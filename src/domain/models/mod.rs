//! Domain models
//!
//! Pure domain entities with business logic and validation rules.
//! These models are framework-agnostic and contain no infrastructure
//! concerns.

pub mod artifact;
pub mod config;
pub mod event;
pub mod execution;
pub mod resolution;
pub mod state;
pub mod task;
pub mod wbs;

pub use artifact::{
    Artifact, ChangeSet, FileMetadata, IntegrationReport, RegistryDocument, RegistrySummary,
    Snapshot, TaskArtifacts,
};
pub use config::{AgentConfig, Config, LoggingConfig, WorkspaceConfig};
pub use event::{ProgressCallback, ProgressEvent, ProgressPayload, ProgressSummary};
pub use execution::{ExecutionResult, TaskSpec};
pub use resolution::{Resolution, ResolutionStrategy};
pub use state::PersistedState;
pub use task::{Task, TaskStatus};
pub use wbs::{ProjectMeta, WbsDocument, WbsPhase, WbsTask};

### WHAT IS EXPECTED
Each line from the one containing "pub mod config;" to the end of the records should be echoed exactly, and no other line.

### SOLUTION FOR THIS EXERCISE
pub mod config;
pub mod event;
pub mod execution;
pub mod resolution;
pub mod state;
pub mod task;
pub mod wbs;

pub use artifact::{
    Artifact, ChangeSet, FileMetadata, IntegrationReport, RegistryDocument, RegistrySummary,
    Snapshot, TaskArtifacts,
};
pub use config::{AgentConfig, Config, LoggingConfig, WorkspaceConfig};
pub use event::{ProgressCallback, ProgressEvent, ProgressPayload, ProgressSummary};
pub use execution::{ExecutionResult, TaskSpec};
pub use resolution::{Resolution, ResolutionStrategy};
pub use state::PersistedState;
pub use task::{Task, TaskStatus};
pub use wbs::{ProjectMeta, WbsDocument, WbsPhase, WbsTask};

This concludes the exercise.